Mody RJ, Wu YM, Lonigro RJ, Cao X, Roychowdhury S, Vats P, Frank KM, Prensner JR, Asangani I, Palanisamy N, Dillman JR, Rabah RM, Kunju LP, Everett J, Raymond VM, Ning Y, Su F, Wang R, Stoffel EM, Innis JW, Roberts JS, Robertson PL, Yanik G, Chamdin A, Connelly JA, Choi S, Harris AC, Kitko C, Rao RJ, Levine JE, Castle VP, Hutchinson RJ, Talpaz M, Robinson DR, Chinnaiyan AM
JAMA 314 913-25 09/01/2015

Abstract

IMPORTANCE: Cancer is caused by a diverse array of somatic and germline genomic aberrations. Advances in genomic sequencing technologies have improved the ability to detect these molecular aberrations with greater sensitivity. However, integrating them into clinical management in an individualized manner has proven challenging.

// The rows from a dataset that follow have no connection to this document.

//! Surfplot library - animated formula surfaces
//!
//! A formula `Z = f(X, Y, a, b, c)` is sampled over a symmetric grid, colored
//! through a named colormap, and re-evaluated every frame while the
//! coefficients `a`, `b`, `c` oscillate.

pub mod animation;
pub mod camera;
pub mod cli;
pub mod colormap;
pub mod error;
pub mod expr;
pub mod fps;
pub mod grid;
pub mod params;
pub mod rendering;
pub mod surface;
pub mod validate;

OBJECTIVE: To evaluate the use of integrative clinical sequencing and genetic counseling in the assessment and treatment of children and young adults with cancer.

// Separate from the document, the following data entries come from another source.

//! surfplot - animated 3D plots of Z = f(X, Y, a, b, c)
//!
//! The coefficients a, b and c oscillate over time, so the surface breathes
//! while you rotate around it. Press H for the formula guidelines.

use std::sync::Arc;
use std::time::Instant;

use anyhow::{anyhow, Context, Result};
use clap::Parser;
use log::{error, info, warn};
use rand::seq::SliceRandom;
use winit::{
    application::ApplicationHandler,
    dpi::{LogicalPosition, LogicalSize, PhysicalPosition},
    event::*,
    event_loop::{ActiveEventLoop, ControlFlow, EventLoop},
    keyboard::{KeyCode, ModifiersState, PhysicalKey},
    window::{Window, WindowId},
};

use surfplot::animation::Coefficient;
use surfplot::camera::CameraSystem;
use surfplot::cli::Args;
use surfplot::colormap::Colormap;
use surfplot::params::{RenderConfig, TurntableCamera, EXAMPLE_FUNCTIONS, INFO_TEXT};
use surfplot::rendering::{RenderSystem, Uniforms};
use surfplot::surface::SurfaceController;
use surfplot::validate::check_formula;

/// Step applied by the limit keys
const LIMIT_STEP: u32 = 1;

/// Step applied by the resolution keys
const RESOLUTION_STEP: usize = 10;

/// Main application state
struct App {
    // Window and rendering
    window: Option<Arc<Window>>,
    render_system: Option<RenderSystem>,

    // Plot state and view
    controller: SurfaceController,
    camera: CameraSystem,

    // Configuration
    render_config: RenderConfig,

    // Input tracking
    modifiers: ModifiersState,
    /// Formula being typed, while in edit mode
    edit_buffer: Option<String>,
    dragging: bool,
    cursor: Option<PhysicalPosition<f64>>,

    // Time tracking
    last_frame: Instant,
    title: String,

    /// Startup failure reported after the loop exits
    fatal: Option<anyhow::Error>,
}

impl App {
    fn new(controller: SurfaceController) -> Self {
        Self {
            window: None,
            render_system: None,
            controller,
            camera: CameraSystem::new(TurntableCamera::default()),
            render_config: RenderConfig::default(),
            modifiers: ModifiersState::empty(),
            edit_buffer: None,
            dragging: false,
            cursor: None,
            last_frame: Instant::now(),
            title: String::new(),
            fatal: None,
        }
    }

    fn init_graphics(&mut self, event_loop: &ActiveEventLoop) -> Result<()> {
        let (x, y) = self.render_config.window_pos;
        let window_attributes = Window::default_attributes()
            .with_title(self.render_config.title.as_str())
            .with_inner_size(LogicalSize::new(
                self.render_config.window_width,
                self.render_config.window_height,
            ))
            .with_position(LogicalPosition::new(x, y));

        let window = Arc::new(
            event_loop
                .create_window(window_attributes)
                .context("failed to create window")?,
        );

        let render_system = pollster::block_on(RenderSystem::new(
            Arc::clone(&window),
            self.controller.mesh(),
            self.render_config.background,
        ))?;

        info!("Function Plotter is running, press H for help and ESC to quit");

        self.window = Some(window);
        self.render_system = Some(render_system);
        self.last_frame = Instant::now();
        Ok(())
    }

    fn handle_key(&mut self, event_loop: &ActiveEventLoop, event: &KeyEvent) {
        if self.edit_buffer.is_some() {
            self.handle_edit_key(event);
            return;
        }

        let PhysicalKey::Code(code) = event.physical_key else {
            return;
        };
        let shift = self.modifiers.shift_key();
        let grid = self.controller.grid();

        match code {
            KeyCode::Escape => event_loop.exit(),
            KeyCode::Enter | KeyCode::NumpadEnter => {
                self.edit_buffer = Some(self.controller.formula().source().to_string());
            }
            KeyCode::Space => self.show_example(),
            KeyCode::KeyC => {
                let current = self.controller.colormap();
                let next = if shift { current.prev() } else { current.next() };
                self.controller.select_colormap(next);
            }
            KeyCode::KeyX => {
                let limit = step_u32(grid.x_limit, LIMIT_STEP, shift);
                self.controller.set_x_limit(limit);
            }
            KeyCode::KeyY => {
                let limit = step_u32(grid.y_limit, LIMIT_STEP, shift);
                self.controller.set_y_limit(limit);
            }
            KeyCode::KeyR => {
                let resolution = if shift {
                    grid.resolution.saturating_sub(RESOLUTION_STEP)
                } else {
                    grid.resolution + RESOLUTION_STEP
                };
                self.controller.set_resolution(resolution);
            }
            KeyCode::Digit1 | KeyCode::Digit2 | KeyCode::Digit3 => {
                let coefficient = coefficient_for(code);
                let rule = self.controller.rule(coefficient).next();
                self.controller.set_rule(coefficient, rule);
                info!("{} = {}", coefficient, rule.label());
            }
            KeyCode::Digit4 | KeyCode::Digit5 | KeyCode::Digit6 => {
                let coefficient = coefficient_for(code);
                let speed = self.controller.speed(coefficient).next();
                self.controller.set_speed(coefficient, speed);
                info!("{}: {}", coefficient, speed.label());
            }
            KeyCode::KeyF => {
                let visible = !self.controller.fps().is_visible();
                self.controller.set_fps_overlay_visible(visible);
            }
            KeyCode::KeyH => info!("\n{}", INFO_TEXT),
            KeyCode::ArrowLeft => self.camera.step(-1.0, 0.0),
            KeyCode::ArrowRight => self.camera.step(1.0, 0.0),
            KeyCode::ArrowUp => self.camera.step(0.0, 1.0),
            KeyCode::ArrowDown => self.camera.step(0.0, -1.0),
            _ => {}
        }
    }

    fn handle_edit_key(&mut self, event: &KeyEvent) {
        let Some(buffer) = self.edit_buffer.as_mut() else {
            return;
        };

        match event.physical_key {
            PhysicalKey::Code(KeyCode::Escape) => self.edit_buffer = None,
            PhysicalKey::Code(KeyCode::Enter | KeyCode::NumpadEnter) => {
                let text = buffer.clone();
                // Rejection keeps the buffer so the formula can be fixed
                if self.controller.set_formula(&text).is_ok() {
                    self.edit_buffer = None;
                }
            }
            PhysicalKey::Code(KeyCode::Backspace) => {
                buffer.pop();
            }
            _ => {
                if let Some(text) = &event.text {
                    buffer.extend(text.chars().filter(|ch| !ch.is_control()));
                }
            }
        }
    }

    /// Load a random example different from the current formula
    fn show_example(&mut self) {
        let current = self.controller.formula().source();
        let candidates: Vec<&str> = EXAMPLE_FUNCTIONS
            .iter()
            .copied()
            .filter(|f| *f != current)
            .collect();
        let Some(example) = candidates.choose(&mut rand::thread_rng()).copied() else {
            return;
        };
        if let Err(e) = self.controller.set_formula(example) {
            warn!("Example '{}' rejected: {}", example, e);
        }
    }

    fn handle_cursor(&mut self, position: PhysicalPosition<f64>) {
        if let (true, Some(last)) = (self.dragging, self.cursor) {
            self.camera
                .drag((position.x - last.x) as f32, (position.y - last.y) as f32);
        }
        self.cursor = Some(position);
    }

    /// Advance the plot and render a single frame
    fn render_frame(&mut self, event_loop: &ActiveEventLoop) {
        let now = Instant::now();
        let delta_s = now.duration_since(self.last_frame).as_secs_f64();
        self.last_frame = now;

        self.controller.on_frame_tick(delta_s);
        self.update_title();

        let Some(render_system) = self.render_system.as_mut() else {
            return;
        };

        render_system.update_mesh(self.controller.mesh());
        let view_proj = self.camera.view_proj(render_system.aspect_ratio());
        render_system.update_uniforms(&Uniforms::new(view_proj));

        match render_system.render() {
            Ok(()) => {}
            Err(wgpu::SurfaceError::Lost | wgpu::SurfaceError::Outdated) => {
                render_system.reconfigure()
            }
            Err(wgpu::SurfaceError::OutOfMemory) => {
                error!("GPU out of memory, exiting");
                event_loop.exit();
            }
            Err(e) => warn!("Render error: {:?}", e),
        }
    }

    /// Title bar doubles as the overlay
    fn update_title(&mut self) {
        let title = match &self.edit_buffer {
            Some(buffer) => {
                let mut title = format!("{} | Z = {}_", self.render_config.title, buffer);
                if let Some(msg) = self.controller.message() {
                    title.push_str(" | ");
                    title.push_str(msg);
                }
                title
            }
            None => format!(
                "{} | {}",
                self.render_config.title,
                self.controller.status_line()
            ),
        };

        if title != self.title {
            if let Some(window) = &self.window {
                window.set_title(&title);
            }
            self.title = title;
        }
    }
}

impl ApplicationHandler for App {
    fn about_to_wait(&mut self, event_loop: &ActiveEventLoop) {
        event_loop.set_control_flow(ControlFlow::Poll);
        if let Some(window) = &self.window {
            window.request_redraw();
        }
    }

    fn resumed(&mut self, event_loop: &ActiveEventLoop) {
        if self.window.is_some() {
            return; // Already initialized
        }

        if let Err(e) = self.init_graphics(event_loop) {
            self.fatal = Some(e);
            event_loop.exit();
        }
    }

    fn window_event(
        &mut self,
        event_loop: &ActiveEventLoop,
        _window_id: WindowId,
        event: WindowEvent,
    ) {
        match event {
            WindowEvent::CloseRequested => event_loop.exit(),
            WindowEvent::ModifiersChanged(modifiers) => self.modifiers = modifiers.state(),
            WindowEvent::KeyboardInput { event, .. } if event.state == ElementState::Pressed => {
                self.handle_key(event_loop, &event);
            }
            WindowEvent::Resized(size) => {
                if let Some(render_system) = &mut self.render_system {
                    render_system.resize(size.width, size.height);
                }
            }
            WindowEvent::CursorMoved { position, .. } => self.handle_cursor(position),
            WindowEvent::MouseInput {
                state,
                button: MouseButton::Left,
                ..
            } => self.dragging = state == ElementState::Pressed,
            WindowEvent::MouseWheel { delta, .. } => {
                let lines = match delta {
                    MouseScrollDelta::LineDelta(_, y) => y,
                    MouseScrollDelta::PixelDelta(p) => p.y as f32 / 50.0,
                };
                self.camera.zoom(lines);
            }
            WindowEvent::RedrawRequested => self.render_frame(event_loop),
            _ => {}
        }
    }
}

fn step_u32(value: u32, step: u32, down: bool) -> u32 {
    if down {
        value.saturating_sub(step)
    } else {
        value.saturating_add(step)
    }
}

/// Map a digit key to the coefficient it controls (1/4 a, 2/5 b, 3/6 c)
fn coefficient_for(code: KeyCode) -> Coefficient {
    match code {
        KeyCode::Digit1 | KeyCode::Digit4 => Coefficient::A,
        KeyCode::Digit2 | KeyCode::Digit5 => Coefficient::B,
        _ => Coefficient::C,
    }
}

fn main() -> Result<()> {
    env_logger::Builder::from_env(env_logger::Env::default().default_filter_or("info")).init();

    let args = Args::parse();

    if args.list_colormaps {
        for colormap in Colormap::ALL {
            println!("{}", colormap);
        }
        return Ok(());
    }

    if args.list_examples {
        for example in EXAMPLE_FUNCTIONS {
            println!("{}", example);
        }
        return Ok(());
    }

    if let Some(formula) = &args.check {
        return match check_formula(formula) {
            Ok(_) => {
                println!("ok");
                Ok(())
            }
            Err(e) => Err(anyhow!(e)),
        };
    }

    let controller = SurfaceController::new(args.plot_settings())?;
    let mut app = App::new(controller);

    let event_loop = EventLoop::new()?;
    event_loop.run_app(&mut app)?;

    match app.fatal.take() {
        Some(e) => Err(e),
        None => Ok(()),
    }
}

DESIGN, SETTING, AND PARTICIPANTS: Single-site, observational, consecutive case series (May 2012-October 2014) involving 102 children and young adults (mean age, 10.6 years; median age, 11.5 years, range, 0-22 years) with relapsed, refractory, or rare cancer.

EXPOSURES: Participants underwent integrative clinical exome (tumor and germline DNA) and transcriptome (tumor RNA) sequencing and genetic counseling. Results were discussed by a precision medicine tumor board, which made recommendations to families and their physicians.

MAIN OUTCOMES AND MEASURES: Proportion of patients with potentially actionable findings, results of clinical actions based on integrative clinical sequencing, and estimated proportion of patients or their families at risk of future cancer.

RESULTS: Of the 104 screened patients, 102 enrolled with 91 (89%) having adequate tumor tissue to complete sequencing. Only the 91 patients were included in all calculations, including 28 (31%) with hematological malignancies and 63 (69%) with solid tumors. Forty-two patients (46%) had actionable findings that changed their cancer management: 15 of 28 (54%) with hematological malignancies and 27 of 63 (43%) with solid tumors. Individualized actions were taken in 23 of the 91 (25%) based on actionable integrative clinical sequencing findings, including change in treatment for 14 patients (15%) and genetic counseling for future risk for 9 patients (10%). Nine of 91 (10%) of the personalized clinical interventions resulted in ongoing partial clinical remission of 8 to 16 months or helped sustain complete clinical remission of 6 to 21 months. All 9 patients and families with actionable incidental genetic findings agreed to genetic counseling and screening.

CONCLUSIONS AND RELEVANCE: In this single-center case series involving young patients with relapsed or refractory cancer, incorporation of integrative clinical sequencing data into clinical management was feasible, revealed potentially actionable findings in 46% of patients, and was associated with change in treatment and family genetic counseling for a small proportion of patients. The lack of a control group limited assessing whether better clinical outcomes resulted from this approach than outcomes that would have occurred with standard care.